OPINION

Pik Botha condemns affirmative action

While Alec Erwin fails to defend it.

On Saturday The Weekender reported that former National Party cabinet minister, Pik Botha, had strongly condemned the African National Congress's current racial policies. Botha, who joined the ANC in March 2000, made his remarks at a meeting organised by the Solidarity trade union where a new book on affirmative action was discussed.

Botha said the ANC were, like the NP of old, driven by "a fatal obsession. With the NP it was apartheid, with the ANC it is an obsession with quotas based on demographic racial representation."

Earlier this year another former NP cabinet minister (and ANC joiner), Roelf Meyer, claimed that the NP had agreed to racial transformation during the negotiations. He estimated that the policy would have to run for at least another fifteen years. "We must accept" he said, "that the process of transformation is incomplete and must continue."

Botha disputed this idea, stating: "To think that we would have agreed that children who were at school in 1994, say, could not apply for jobs on an equal footing, is simply ridiculous....The NP would not have been party to a negotiated settlement which brought about a constitutional dispensation in SA if the ANC had insisted that affirmative action legislation - and particularly the way it is currently being implemented - be enshrined in the constitution."

Botha was supported in this claim by former president FW de Klerk who told Rapport that the current application of "affirmative action" was in conflict with that agreed to during the constitutional negotiations.

Meanwhile, Beeld reported on Friday that in reply to a question from an audience in London about how important affirmative action still was for the ANC government the Public Enterprises Minister, Alec Erwin, said it was "dead in many respects, not as far as policy is concerned, but as a requirement [during job interviews]". It is questionable whether any weight should be placed on these remarks.

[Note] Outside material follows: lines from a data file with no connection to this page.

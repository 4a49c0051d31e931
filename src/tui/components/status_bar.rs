use crate::tui::component::{Component, Element};
use crate::tui::state::{DEFAULT_STATUS_MESSAGE, PANEL_STATUS_MESSAGE};
use crate::tui::widgets::StatusBarWidget;

#[derive(Debug, Clone)]
pub struct StatusBarProps {
    pub message: Option<String>,
    pub is_error: bool,
    pub content_focused: bool,
}

/// StatusBar component - shows the last status message, or key hints for
/// the current focus when there is none
pub struct StatusBar;

impl Component for StatusBar {
    type Props = StatusBarProps;

    fn view(&self, props: &Self::Props) -> Element {
        let message = match &props.message {
            Some(message) => message.clone(),
            None if props.content_focused => PANEL_STATUS_MESSAGE.to_string(),
            None => DEFAULT_STATUS_MESSAGE.to_string(),
        };

        Element::Widget(Box::new(StatusBarWidget {
            message,
            is_error: props.is_error,
        }))
    }
}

For one thing, Beeld said that Erwin "mentioned medical appointments in the Western Cape as an example, saying most of the doctors appointed in that province were white." Yet, according to the ANC's own (disputed) version whites are only considered for such appointments if no black candidates with the minimum qualifications can be found. (See here for the Sunday Times's alternative account.)

For another, there is no sign that the ANC is preparing to relent in its pursuit of ‘demographic representivity' across all spheres of society. Indeed, quite the opposite seems to be the case.

For instance, the Minister of Agriculture and Land Affairs, Lulu Xingwana, was recently asked in parliament whether ‘land reform' would be dropped as policy of her department after all restitution claims had been settled, and the target of transferring 30% of white-owned commercial farms into black hands had been accomplished. The minister replied: "No". Racial land redistribution would, she said, continue "until land ownership in the country reflects its demographics in terms of race and gender."

The most significant thing about Erwin's comments is that he chose not to promote or defend this policy before a foreign audience, even though the ANC continues to regard it as sacrosanct.